use std::str::FromStr;

/// Errors raised while reading server configuration.
#[derive(Debug, thiserror::Error)]
pub enum ConfigError {
    #[error("{var} has invalid value '{value}'")]
    Invalid { var: &'static str, value: String },
}

/// Server configuration loaded from environment variables.
///
/// All fields have sensible defaults suitable for local development.
#[derive(Debug, Clone)]
pub struct ServerConfig {
    /// Bind address (default: `0.0.0.0`).
    pub host: String,
    /// Bind port (default: `3000`).
    pub port: u16,
    /// Allowed CORS origins, parsed from comma-separated `CORS_ORIGINS` env var.
    pub cors_origins: Vec<String>,
    /// HTTP request timeout in seconds (default: `30`).
    pub request_timeout_secs: u64,
    /// Upper bound on draining in-flight requests after a shutdown signal.
    pub shutdown_timeout_secs: u64,
    /// Largest accepted request body in bytes (default: 1 MiB).
    pub max_body_bytes: usize,
    /// PostgreSQL URL. Without one the server keeps everything in memory.
    pub database_url: Option<String>,
}

/// Scene layouts are a few short descriptions per cell; anything near this
/// size is not a real submission.
pub const DEFAULT_MAX_BODY_BYTES: usize = 1024 * 1024;

fn parse_var<T: FromStr>(var: &'static str, default: T) -> Result<T, ConfigError> {
    match std::env::var(var) {
        Ok(value) => value
            .trim()
            .parse()
            .map_err(|_| ConfigError::Invalid { var, value }),
        Err(_) => Ok(default),
    }
}

impl ServerConfig {
    /// Load configuration from environment variables with defaults.
    ///
    /// | Env Var                | Default                    |
    /// |------------------------|----------------------------|
    /// | `HOST`                 | `0.0.0.0`                  |
    /// | `PORT`                 | `3000`                     |
    /// | `CORS_ORIGINS`         | `http://localhost:5173`    |
    /// | `REQUEST_TIMEOUT_SECS` | `30`                       |
    /// | `SHUTDOWN_TIMEOUT_SECS`| `30`                       |
    /// | `MAX_BODY_BYTES`       | `1048576`                  |
    /// | `DATABASE_URL`         | unset (in-memory store)    |
    pub fn from_env() -> Result<Self, ConfigError> {
        let host = std::env::var("HOST").unwrap_or_else(|_| "0.0.0.0".into());
        let port = parse_var("PORT", 3000u16)?;

        let cors_origins: Vec<String> = std::env::var("CORS_ORIGINS")
            .unwrap_or_else(|_| "http://localhost:5173".into())
            .split(',')
            .map(|s| s.trim().to_string())
            .filter(|s| !s.is_empty())
            .collect();

        let request_timeout_secs = parse_var("REQUEST_TIMEOUT_SECS", 30u64)?;
        let shutdown_timeout_secs = parse_var("SHUTDOWN_TIMEOUT_SECS", 30u64)?;
        let max_body_bytes = parse_var("MAX_BODY_BYTES", DEFAULT_MAX_BODY_BYTES)?;

        let database_url = std::env::var("DATABASE_URL")
            .ok()
            .filter(|url| !url.trim().is_empty());

        Ok(Self {
            host,
            port,
            cors_origins,
            request_timeout_secs,
            shutdown_timeout_secs,
            max_body_bytes,
            database_url,
        })
    }
}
----------
- Problem requirements -
Repeat all of the records, letter for letter.

- Reply -
use std::str::FromStr;

/// Errors raised while reading server configuration.
#[derive(Debug, thiserror::Error)]
pub enum ConfigError {
    #[error("{var} has invalid value '{value}'")]
    Invalid { var: &'static str, value: String },
}

/// Server configuration loaded from environment variables.
///
/// All fields have sensible defaults suitable for local development.
#[derive(Debug, Clone)]
pub struct ServerConfig {
    /// Bind address (default: `0.0.0.0`).
    pub host: String,
    /// Bind port (default: `3000`).
    pub port: u16,
    /// Allowed CORS origins, parsed from comma-separated `CORS_ORIGINS` env var.
    pub cors_origins: Vec<String>,
    /// HTTP request timeout in seconds (default: `30`).
    pub request_timeout_secs: u64,
    /// Upper bound on draining in-flight requests after a shutdown signal.
    pub shutdown_timeout_secs: u64,
    /// Largest accepted request body in bytes (default: 1 MiB).
    pub max_body_bytes: usize,
    /// PostgreSQL URL. Without one the server keeps everything in memory.
    pub database_url: Option<String>,
}

/// Scene layouts are a few short descriptions per cell; anything near this
/// size is not a real submission.
pub const DEFAULT_MAX_BODY_BYTES: usize = 1024 * 1024;

fn parse_var<T: FromStr>(var: &'static str, default: T) -> Result<T, ConfigError> {
    match std::env::var(var) {
        Ok(value) => value
            .trim()
            .parse()
            .map_err(|_| ConfigError::Invalid { var, value }),
        Err(_) => Ok(default),
    }
}

impl ServerConfig {
    /// Load configuration from environment variables with defaults.
    ///
    /// | Env Var                | Default                    |
    /// |------------------------|----------------------------|
    /// | `HOST`                 | `0.0.0.0`                  |
    /// | `PORT`                 | `3000`                     |
    /// | `CORS_ORIGINS`         | `http://localhost:5173`    |
    /// | `REQUEST_TIMEOUT_SECS` | `30`                       |
    /// | `SHUTDOWN_TIMEOUT_SECS`| `30`                       |
    /// | `MAX_BODY_BYTES`       | `1048576`                  |
    /// | `DATABASE_URL`         | unset (in-memory store)    |
    pub fn from_env() -> Result<Self, ConfigError> {
        let host = std::env::var("HOST").unwrap_or_else(|_| "0.0.0.0".into());
        let port = parse_var("PORT", 3000u16)?;

        let cors_origins: Vec<String> = std::env::var("CORS_ORIGINS")
            .unwrap_or_else(|_| "http://localhost:5173".into())
            .split(',')
            .map(|s| s.trim().to_string())
            .filter(|s| !s.is_empty())
            .collect();

        let request_timeout_secs = parse_var("REQUEST_TIMEOUT_SECS", 30u64)?;
        let shutdown_timeout_secs = parse_var("SHUTDOWN_TIMEOUT_SECS", 30u64)?;
        let max_body_bytes = parse_var("MAX_BODY_BYTES", DEFAULT_MAX_BODY_BYTES)?;

        let database_url = std::env::var("DATABASE_URL")
            .ok()
            .filter(|url| !url.trim().is_empty());

        Ok(Self {
            host,
            port,
            cors_origins,
            request_timeout_secs,
            shutdown_timeout_secs,
            max_body_bytes,
            database_url,
        })
    }
}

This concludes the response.